A lenda voltou: De Leve, Mantendo o Rap Vivo

Onze anos separam o último álbum de De Leve de seu novo trabalho, Mantendo o Rap Vivo. Tempo suficiente para ver o rap brasileiro se expandir, fragmentar e se reinventar em mil direções, do trap à MPB, das métricas aceleradas às melodias suaves, das mixtapes caseiras e downloads via Napster aos hits, que se antes bombavam no seu estéreo, agora bombam no TikTok. Nesse intervalo, o MC de Niterói permaneceu nas margens, observando o jogo de fora, mas com a mesma ironia de quem nunca acreditou nas regras. Seu retorno não soa como nostalgia, e sim como um lembrete: ainda há espaço para o humor ácido, a crítica social e a leveza, tudo junto e misturado, que sempre foram sua marca.

Nos anos 2000, quando o rap brasileiro ainda oscilava entre o discurso didático e a estética da denúncia, De Leve surgiu com um vocabulário novo. Vindo do coletivo Quinto Andar (não confundir com a plataforma imobiliária digital homônima), berço de nomes como Marechal, Lumbriga, Gato Congelado, Shawlin, Matéria Prima e DJ Castro, ele injetou humor e ironia em um gênero acostumado à seriedade. Suas rimas soavam como conversa na beira da praia, de bermuda e chinelo, mas escondiam críticas afiadas ao sistema, à indústria e até ao próprio rap. O Estilo Foda-se (2003) e Manifesto ½ 171 (2006) abriram espaço para uma vertente mais livre, sem glamour nem moralismo. Era o rap como comentário social, mas também como piada interna, que no fundo, sempre carrega muita verdade.

Quinto Andar, uma das melhores coisas que a virada do milênio trouxe pra cena

Hoje, o cenário é outro. O rap virou mainstream, enche estádio, domina headline em festivais e trilhas de comerciais de marcas globais, alimenta streams milionários e convive com múltiplas estéticas: o trap melódico, o rap mais alinhado ao pop, o experimentalismo eletrônico, e até a fusão com gêneros como o pagode, o sertanejo e o funk. Mas, nesse ecossistema complexo, a leveza e o sarcasmo que De Leve representava parecem ter perdido espaço.
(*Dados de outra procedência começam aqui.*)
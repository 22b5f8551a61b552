use std::io::Read;
use std::path::Path;

use chrono::NaiveDate;
use rusqlite::Connection;
use sha2::{Digest, Sha256};
use tracing::{info, warn};

use crate::budget::Budgets;
use crate::db::in_transaction;
use crate::error::{Result, StashError};
use crate::goals::Goals;
use crate::ledger::Ledger;
use crate::models::{Budget, EntryKind, Goal, LedgerEntry, NewEntry, NewGoal};
use crate::validate::{check_description, normalize_category, parse_amount, parse_goal_amount};

/// Rows read from a sample-data file, grouped by target table.
#[derive(Debug, Default, PartialEq)]
pub struct ParsedFile {
    pub income: Vec<NewEntry>,
    pub expenses: Vec<NewEntry>,
    pub budgets: Vec<Budget>,
    pub goals: Vec<NewGoal>,
}

impl ParsedFile {
    pub fn len(&self) -> usize {
        self.income.len() + self.expenses.len() + self.budgets.len() + self.goals.len()
    }

    pub fn is_empty(&self) -> bool {
        self.len() == 0
    }
}

#[derive(Debug, Default)]
pub struct ImportResult {
    pub income: Vec<LedgerEntry>,
    pub expenses: Vec<LedgerEntry>,
    /// Budgets actually stored; categories that already had one are skipped.
    pub budgets: Vec<Budget>,
    pub goals: Vec<Goal>,
    pub duplicate_file: bool,
}

fn compute_checksum(data: &[u8]) -> String {
    let mut hasher = Sha256::new();
    hasher.update(data);
    hex::encode(hasher.finalize())
}

fn field<'r>(record: &'r csv::StringRecord, idx: usize, line: u64) -> Result<&'r str> {
    record.get(idx).map(str::trim).ok_or_else(|| StashError::Import {
        line,
        reason: format!("missing column {}", idx + 1),
    })
}

fn at_line<T>(line: u64, res: Result<T>) -> Result<T> {
    res.map_err(|e| StashError::Import {
        line,
        reason: e.to_string(),
    })
}

fn parse_date_field(raw: &str, line: u64) -> Result<NaiveDate> {
    NaiveDate::parse_from_str(raw, "%Y-%m-%d").map_err(|_| StashError::Import {
        line,
        reason: format!("'{raw}' is not a valid date (YYYY-MM-DD)"),
    })
}

fn expect_columns(record: &csv::StringRecord, count: usize, line: u64) -> Result<()> {
    if record.len() != count {
        return Err(StashError::Import {
            line,
            reason: format!("expected {count} columns, found {}", record.len()),
        });
    }
    Ok(())
}

fn parse_entry(record: &csv::StringRecord, line: u64) -> Result<NewEntry> {
    expect_columns(record, 5, line)?;
    Ok(NewEntry {
        date: parse_date_field(field(record, 0, line)?, line)?,
        amount: at_line(line, parse_amount(field(record, 1, line)?))?,
        category: at_line(line, normalize_category(field(record, 2, line)?))?,
        description: at_line(line, check_description(field(record, 3, line)?))?,
    })
}

/// Parse a header-less CSV whose last column names the target table:
/// `Income`, `Expenses`, `Budget` or `Goals`.
pub fn parse_records<R: Read>(reader: R) -> Result<ParsedFile> {
    let mut rdr = csv::ReaderBuilder::new()
        .has_headers(false)
        .flexible(true)
        .from_reader(reader);

    let mut parsed = ParsedFile::default();
    for result in rdr.records() {
        let record = result?;
        let line = record.position().map_or(0, |p| p.line());
        if record.iter().all(|f| f.trim().is_empty()) {
            continue;
        }
        let table = record.get(record.len() - 1).unwrap_or("").trim();
        match table {
            "Income" => parsed.income.push(parse_entry(&record, line)?),
            "Expenses" => parsed.expenses.push(parse_entry(&record, line)?),
            "Budget" => {
                expect_columns(&record, 3, line)?;
                parsed.budgets.push(Budget {
                    category: at_line(line, normalize_category(field(&record, 0, line)?))?,
                    weekly_amount: at_line(line, parse_amount(field(&record, 1, line)?))?,
                });
            }
            "Goals" => {
                expect_columns(&record, 4, line)?;
                parsed.goals.push(NewGoal {
                    start_date: parse_date_field(field(&record, 0, line)?, line)?,
                    target_amount: at_line(line, parse_goal_amount(field(&record, 1, line)?))?,
                    description: at_line(line, check_description(field(&record, 2, line)?))?,
                });
            }
            other => {
                return Err(StashError::Import {
                    line,
                    reason: format!("unknown table '{other}'"),
                })
            }
        }
    }
    Ok(parsed)
}

/// Store every row of `parsed` in one transaction.
pub fn store_parsed(conn: &Connection, parsed: ParsedFile) -> Result<ImportResult> {
    in_transaction(conn, |conn| {
        let ledger = Ledger::new(conn);
        Ok(ImportResult {
            income: ledger.insert_entries(EntryKind::Income, parsed.income)?,
            expenses: ledger.insert_entries(EntryKind::Expenses, parsed.expenses)?,
            budgets: Budgets::new(conn).insert_budgets(parsed.budgets)?,
            goals: Goals::new(conn).insert_goals(parsed.goals)?,
            duplicate_file: false,
        })
    })
}

/// Populate the database from a sample-data file. A file whose contents were
/// imported before is skipped.
pub fn import_file(conn: &Connection, file_path: &Path) -> Result<ImportResult> {
    let data = std::fs::read(file_path)?;
    let checksum = compute_checksum(&data);
    {
        let mut stmt = conn.prepare("SELECT 1 FROM imports WHERE checksum = ?1")?;
        if stmt.exists([&checksum])? {
            warn!(file = %file_path.display(), "file already imported, skipping");
            return Ok(ImportResult {
                duplicate_file: true,
                ..Default::default()
            });
        }
    }

    let parsed = parse_records(data.as_slice())?;
    let record_count = parsed.len() as i64;
    let result = in_transaction(conn, |conn| {
        let result = store_parsed(conn, parsed)?;
        conn.execute(
            "INSERT INTO imports (filename, checksum, record_count) VALUES (?1, ?2, ?3)",
            rusqlite::params![
                file_path.file_name().and_then(|n| n.to_str()).unwrap_or(""),
                checksum,
                record_count
            ],
        )?;
        Ok(result)
    })?;
    info!(file = %file_path.display(), record_count, "imported file");
    Ok(result)
}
Mantendo o Rap Vivo chega, então, quase como um contraponto: um disco que não tenta disputar relevância com os algoritmos, mas relembrar que o rap também pode ser lúdico, crítico e despretensioso, e ainda assim verdadeiro.

Produzido por Felipe Play e Jonis, o álbum é enxuto e direto: onze faixas em pouco mais de meia hora, onde cada batida inspirada cozinhada pelos produtores funciona como terreno fértil para o flow e as ideias. De Leve não tenta soar atual, o que, paradoxalmente, o torna extremamente atual. O bom e velho boom bap é a espinha dorsal, mas o humor continua sendo sua arma mais poderosa. Em faixas como “Rap Fodase” e “Nem o Diabo Quer a Minha Alma”, o MC resgata o sarcasmo como forma de resistência. Já nas ótimas colaborações com Matéria Prima, Oreia, Batz Ninja e Putodiparis, o espírito é de troca, não de saudosismo. O velho e o novo se misturam, mantendo o rap vivo não como estilo, mas como atitude.

Capa de Mantendo o Rap Vivo

Voltar pro jogo depois de tanto tempo exige mais do que coragem, exige propósito. No caso de De Leve, o retorno é quase um ato político. Num cenário em que o rap virou produto, feats acontecem com foco em chegar no Top 100 do Spotify e o algoritmo passou a ditar as regras, Mantendo o Rap Vivo funciona como uma contranarrativa: um disco que não pede licença, não busca o hit e não quer ser hype. É a reafirmação de um modo de fazer: artesanal, crítico e autônomo, que sempre esteve no DNA do hip hop. Entre beats que fazem o pescoço balançar, punchlines, risadas e verdades, De Leve prova que manter o rap vivo é, antes de tudo, manter a própria integridade.

Mais do que um retorno, Mantendo o Rap Vivo é um lembrete: o rap é feito de ciclos, mas também de memórias. E artistas como De Leve são parte dessa memória viva, os que abriram o caminho para que o gênero pudesse rir, debochar e pensar ao mesmo tempo. Num tempo em que quase tudo soa planejado, sua espontaneidade e improviso continua soando necessário. O rap, afinal, segue vivo e é reconfortante saber que ele ainda pode soar desse jeito.